L'absence de coopératives agricoles susceptibles de regrouper producteurs, transformateurs et autres acteurs du secteur, demeure cet autre grand obstacle à l’épanouissement de la filière. Djamel, propriétaire de deux huileries (moderne et ancienne), met en avant la qualité de l’huile produite dans la région, naturellement bio, et ce, dit-il, grâce à l’absence d’engrais chimiques. «Nos montagnes offrent des conditions idéales pour la culture de l’olivier. Les agriculteurs commencent à abandonner les sachets pour la collecte des olives. Des caisses spéciales pour transporter les olives et les triturer dans les meilleurs délais sont de plus en plus utilisées. Ce sont des détails qui garantissent la fraîcheur et la qualité de notre huile», explique-t-il. Les professionnels du secteur sont, toutefois, catégoriques : «Certes, la filière a un potentiel énorme.

Mais pour que ce potentiel soit pleinement exploité, il faudra passer par une modernisation des infrastructures et une meilleure organisation du secteur.» Ainsi, en dépit des avancées notables, l’oléiculture algérienne doit relever de nombreux défis afin de répondre aux normes et aux exigences du marché mondial. La clé réside, selon de nombreux experts, dans une meilleure organisation et un soutien renforcé aux producteurs locaux pour garantir un avenir prospère à cette filière essentielle. Les professionnels du secteur sont, toutefois, catégoriques : «Certes, la filière a un potentiel énorme. Mais pour qu’il soit pleinement exploité, il faudra passer par une modernisation des infrastructures et une meilleure organisation du secteur.» Aujourd'hui, le secteur est fragmenté. L’Algérie possède une richesse incontestable, notamment avec l’expansion de la culture de l’olivier dans les zones steppiques. Grâce à cette expansion, la production nationale d’huile d’olive atteint 100 millions de litres par an, soutenue par plus de 65 millions d’oliviers, dont 48 millions sont productifs.

En parallèle, la filière oléicole bénéficie du soutien de l’État qui l’a placée parmi les secteurs prioritaires pour la diversification de l’économie nationale et la sécurité alimentaire. Toutefois, la mise à jour des équipements de récolte et de stockage ainsi que la création d’un Office national de l’huile d’olive pouvant organiser et soutenir les professionnels est aussi une nécessité. Des professionnels soulignent également l'importance d'exploiter les sous-produits de l’olive, comme les noyaux, pour des applications écologiques, et d’améliorer la qualité de l’huile en imposant des analyses de laboratoire. «Nous faisons ce que nous pouvons avec les moyens que nous avons. Mais la modernité ne doit pas effacer notre manière de faire», conclut aâmi Ahmed.
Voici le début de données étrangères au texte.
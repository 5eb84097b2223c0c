use thiserror::Error;

#[derive(Debug, Error)]
pub enum ConfigError {
    #[error("JSON5 settings document error: {0}")]
    Json5(#[from] json5::Error),
    #[error("Settings document must be an object")]
    NotAnObject,
}
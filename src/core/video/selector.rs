//! 当前短视频选择
//!
//! 只在短视频页面上工作；优先正在播放的候选，否则取面积最大的竖屏视频。

use super::handle::VideoHandle;
use once_cell::sync::Lazy;
use regex::Regex;

static SHORT_FORM_PATH: Lazy<Regex> =
    Lazy::new(|| Regex::new(r"/(shorts|reels)/").expect("short-form path pattern"));

static URL_HOST: Lazy<Regex> = Lazy::new(|| {
    Regex::new(r"^[A-Za-z][A-Za-z0-9+.\-]*://(?:[^@/?#]*@)?([^/:?#]+)").expect("url host pattern")
});

const SHORT_FORM_HOST: &str = "tiktok.com";

/// Layout box of a candidate in CSS pixels.
#[derive(Debug, Clone, Copy, PartialEq)]
pub struct Rect {
    pub width: f64,
    pub height: f64,
}

impl Rect {
    pub fn area(&self) -> f64 {
        self.width * self.height
    }

    pub fn is_visible(&self) -> bool {
        self.width > 0.0 && self.height > 0.0
    }
}

#[derive(Debug, Clone)]
pub struct VideoCandidate<H> {
    pub handle: H,
    pub rect: Rect,
}

/// 宿主页面快照
#[derive(Debug, Clone)]
pub struct PageContext<H> {
    pub url: String,
    pub candidates: Vec<VideoCandidate<H>>,
}

pub trait VideoSelector<H> {
    fn select(&self, page: &PageContext<H>) -> Option<H>;
}

pub struct ShortVideoSelector {
    min_area: f64,
    portrait_tolerance: f64,
}

impl ShortVideoSelector {
    pub fn new() -> Self {
        Self {
            min_area: 50_000.0,
            portrait_tolerance: 50.0,
        }
    }

    pub fn is_short_form_url(url: &str) -> bool {
        if SHORT_FORM_PATH.is_match(url) {
            return true;
        }
        URL_HOST
            .captures(url)
            .and_then(|cap| cap.get(1))
            .map(|host| host.as_str().to_ascii_lowercase().contains(SHORT_FORM_HOST))
            .unwrap_or(false)
    }

    fn qualifies(&self, rect: &Rect) -> bool {
        rect.is_visible()
            && rect.area() > self.min_area
            && rect.height >= rect.width - self.portrait_tolerance
    }
}

impl Default for ShortVideoSelector {
    fn default() -> Self {
        Self::new()
    }
}

impl<H: VideoHandle> VideoSelector<H> for ShortVideoSelector {
    fn select(&self, page: &PageContext<H>) -> Option<H> {
        if !Self::is_short_form_url(&page.url) {
            return None;
        }

        let mut best: Option<&VideoCandidate<H>> = None;
        for candidate in page.candidates.iter().filter(|c| self.qualifies(&c.rect)) {
            if candidate.handle.is_playing() {
                return Some(candidate.handle.clone());
            }
            if best.map_or(true, |b| candidate.rect.area() > b.rect.area()) {
                best = Some(candidate);
            }
        }

        best.map(|c| c.handle.clone())
    }
}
Pour lui, l’olivier est bien plus qu’un arbre, c’est un héritage, un symbole de vie et un lien indéfectible entre les générations. L’huile d’olive algérienne n’a pas acquis une reconnaissance, tant locale qu'internationale, par hasard. Les récentes distinctions obtenues par des producteurs lors des différents salons et expositions organisés en Europe, en Asie et en Afrique en témoignent. Avec une majorité de leur superficie couverte de plaines, de basses montagnes et de collines, ces sites sont des lieux naturellement propices à la culture de l’olivier, que cette dernière développe depuis l’antiquité.

L’Algérie figure parmi les principaux acteurs mondiaux de l’oléiculture, en occupant la quatrième place pour la production d’olives de table et se classe septième pour les superficies dédiées à l’olivier.

La production nationale d’huile d’olive atteint 100 millions de litres par an, soutenue par plus de 65 millions d’oliviers,dont 48 millions sont productifs.

A. F.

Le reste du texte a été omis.